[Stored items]

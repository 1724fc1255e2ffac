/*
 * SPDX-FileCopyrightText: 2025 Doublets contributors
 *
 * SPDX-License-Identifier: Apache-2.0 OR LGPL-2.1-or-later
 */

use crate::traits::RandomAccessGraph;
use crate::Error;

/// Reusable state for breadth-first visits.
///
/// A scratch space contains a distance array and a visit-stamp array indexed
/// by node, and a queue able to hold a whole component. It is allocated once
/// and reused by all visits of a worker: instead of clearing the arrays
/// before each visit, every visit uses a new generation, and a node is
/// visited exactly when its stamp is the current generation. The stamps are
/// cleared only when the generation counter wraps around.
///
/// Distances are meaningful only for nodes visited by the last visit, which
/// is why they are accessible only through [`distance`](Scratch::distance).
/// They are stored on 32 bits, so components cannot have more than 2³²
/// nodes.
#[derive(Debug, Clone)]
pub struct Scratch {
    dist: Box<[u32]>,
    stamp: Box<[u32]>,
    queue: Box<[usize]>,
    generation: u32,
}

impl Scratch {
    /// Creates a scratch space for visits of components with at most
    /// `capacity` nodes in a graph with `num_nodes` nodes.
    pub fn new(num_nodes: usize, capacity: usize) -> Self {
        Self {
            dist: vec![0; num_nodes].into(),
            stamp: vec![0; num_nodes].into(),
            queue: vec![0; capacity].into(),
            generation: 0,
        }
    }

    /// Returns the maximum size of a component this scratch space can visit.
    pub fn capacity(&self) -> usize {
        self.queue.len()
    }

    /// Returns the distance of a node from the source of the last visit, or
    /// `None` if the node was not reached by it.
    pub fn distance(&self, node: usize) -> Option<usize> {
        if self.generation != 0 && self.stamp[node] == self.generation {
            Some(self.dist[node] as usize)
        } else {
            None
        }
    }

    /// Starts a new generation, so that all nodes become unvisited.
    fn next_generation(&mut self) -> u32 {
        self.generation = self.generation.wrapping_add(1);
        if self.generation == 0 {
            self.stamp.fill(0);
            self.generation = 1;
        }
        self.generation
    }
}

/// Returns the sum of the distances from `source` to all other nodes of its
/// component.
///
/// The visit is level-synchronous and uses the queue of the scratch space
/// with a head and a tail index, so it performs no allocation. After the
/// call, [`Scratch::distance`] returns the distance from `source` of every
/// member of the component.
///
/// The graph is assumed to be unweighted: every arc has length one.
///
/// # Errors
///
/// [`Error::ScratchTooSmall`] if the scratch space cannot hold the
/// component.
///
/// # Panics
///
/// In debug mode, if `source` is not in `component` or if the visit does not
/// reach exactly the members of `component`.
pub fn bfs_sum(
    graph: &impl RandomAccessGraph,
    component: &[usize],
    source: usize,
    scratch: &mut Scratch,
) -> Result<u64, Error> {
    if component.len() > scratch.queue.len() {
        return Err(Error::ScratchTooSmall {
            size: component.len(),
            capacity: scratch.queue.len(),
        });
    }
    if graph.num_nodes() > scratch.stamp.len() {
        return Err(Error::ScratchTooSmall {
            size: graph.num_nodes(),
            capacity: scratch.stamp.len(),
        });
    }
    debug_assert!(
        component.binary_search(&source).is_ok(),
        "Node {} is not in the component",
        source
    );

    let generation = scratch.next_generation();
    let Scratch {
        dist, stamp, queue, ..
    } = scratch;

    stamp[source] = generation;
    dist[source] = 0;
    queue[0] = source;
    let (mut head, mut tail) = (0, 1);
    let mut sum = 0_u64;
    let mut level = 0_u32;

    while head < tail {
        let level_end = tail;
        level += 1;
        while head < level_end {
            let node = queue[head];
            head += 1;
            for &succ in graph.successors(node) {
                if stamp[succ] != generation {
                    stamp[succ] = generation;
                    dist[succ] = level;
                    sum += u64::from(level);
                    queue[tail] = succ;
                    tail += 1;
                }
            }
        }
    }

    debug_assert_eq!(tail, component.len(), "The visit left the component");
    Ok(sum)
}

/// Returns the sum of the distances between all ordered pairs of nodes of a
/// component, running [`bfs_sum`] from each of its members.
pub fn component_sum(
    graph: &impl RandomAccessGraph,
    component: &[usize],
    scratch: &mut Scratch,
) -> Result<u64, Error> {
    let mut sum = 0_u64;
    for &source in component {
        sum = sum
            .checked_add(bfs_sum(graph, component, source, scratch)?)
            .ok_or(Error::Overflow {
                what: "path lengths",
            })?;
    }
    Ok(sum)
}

## WHAT IS NEEDED
All of the entries above must be output word for word.

## RESULT OF THIS EXERCISE
repository 1724fc1255e2ffac
/*
 * SPDX-FileCopyrightText: 2025 Doublets contributors
 *
 * SPDX-License-Identifier: Apache-2.0 OR LGPL-2.1-or-later
 */

use crate::traits::RandomAccessGraph;
use crate::Error;

/// Reusable state for breadth-first visits.
///
/// A scratch space contains a distance array and a visit-stamp array indexed
/// by node, and a queue able to hold a whole component. It is allocated once
/// and reused by all visits of a worker: instead of clearing the arrays
/// before each visit, every visit uses a new generation, and a node is
/// visited exactly when its stamp is the current generation. The stamps are
/// cleared only when the generation counter wraps around.
///
/// Distances are meaningful only for nodes visited by the last visit, which
/// is why they are accessible only through [`distance`](Scratch::distance).
/// They are stored on 32 bits, so components cannot have more than 2³²
/// nodes.
#[derive(Debug, Clone)]
pub struct Scratch {
    dist: Box<[u32]>,
    stamp: Box<[u32]>,
    queue: Box<[usize]>,
    generation: u32,
}

impl Scratch {
    /// Creates a scratch space for visits of components with at most
    /// `capacity` nodes in a graph with `num_nodes` nodes.
    pub fn new(num_nodes: usize, capacity: usize) -> Self {
        Self {
            dist: vec![0; num_nodes].into(),
            stamp: vec![0; num_nodes].into(),
            queue: vec![0; capacity].into(),
            generation: 0,
        }
    }

    /// Returns the maximum size of a component this scratch space can visit.
    pub fn capacity(&self) -> usize {
        self.queue.len()
    }

    /// Returns the distance of a node from the source of the last visit, or
    /// `None` if the node was not reached by it.
    pub fn distance(&self, node: usize) -> Option<usize> {
        if self.generation != 0 && self.stamp[node] == self.generation {
            Some(self.dist[node] as usize)
        } else {
            None
        }
    }

    /// Starts a new generation, so that all nodes become unvisited.
    fn next_generation(&mut self) -> u32 {
        self.generation = self.generation.wrapping_add(1);
        if self.generation == 0 {
            self.stamp.fill(0);
            self.generation = 1;
        }
        self.generation
    }
}

/// Returns the sum of the distances from `source` to all other nodes of its
/// component.
///
/// The visit is level-synchronous and uses the queue of the scratch space
/// with a head and a tail index, so it performs no allocation. After the
/// call, [`Scratch::distance`] returns the distance from `source` of every
/// member of the component.
///
/// The graph is assumed to be unweighted: every arc has length one.
///
/// # Errors
///
/// [`Error::ScratchTooSmall`] if the scratch space cannot hold the
/// component.
///
/// # Panics
///
/// In debug mode, if `source` is not in `component` or if the visit does not
/// reach exactly the members of `component`.
pub fn bfs_sum(
    graph: &impl RandomAccessGraph,
    component: &[usize],
    source: usize,
    scratch: &mut Scratch,
) -> Result<u64, Error> {
    if component.len() > scratch.queue.len() {
        return Err(Error::ScratchTooSmall {
            size: component.len(),
            capacity: scratch.queue.len(),
        });
    }
    if graph.num_nodes() > scratch.stamp.len() {
        return Err(Error::ScratchTooSmall {
            size: graph.num_nodes(),
            capacity: scratch.stamp.len(),
        });
    }
    debug_assert!(
        component.binary_search(&source).is_ok(),
        "Node {} is not in the component",
        source
    );

    let generation = scratch.next_generation();
    let Scratch {
        dist, stamp, queue, ..
    } = scratch;

    stamp[source] = generation;
    dist[source] = 0;
    queue[0] = source;
    let (mut head, mut tail) = (0, 1);
    let mut sum = 0_u64;
    let mut level = 0_u32;

    while head < tail {
        let level_end = tail;
        level += 1;
        while head < level_end {
            let node = queue[head];
            head += 1;
            for &succ in graph.successors(node) {
                if stamp[succ] != generation {
                    stamp[succ] = generation;
                    dist[succ] = level;
                    sum += u64::from(level);
                    queue[tail] = succ;
                    tail += 1;
                }
            }
        }
    }

    debug_assert_eq!(tail, component.len(), "The visit left the component");
    Ok(sum)
}

/// Returns the sum of the distances between all ordered pairs of nodes of a
/// component, running [`bfs_sum`] from each of its members.
pub fn component_sum(
    graph: &impl RandomAccessGraph,
    component: &[usize],
    scratch: &mut Scratch,
) -> Result<u64, Error> {
    let mut sum = 0_u64;
    for &source in component {
        sum = sum
            .checked_add(bfs_sum(graph, component, source, scratch)?)
            .ok_or(Error::Overflow {
                what: "path lengths",
            })?;
    }
    Ok(sum)
}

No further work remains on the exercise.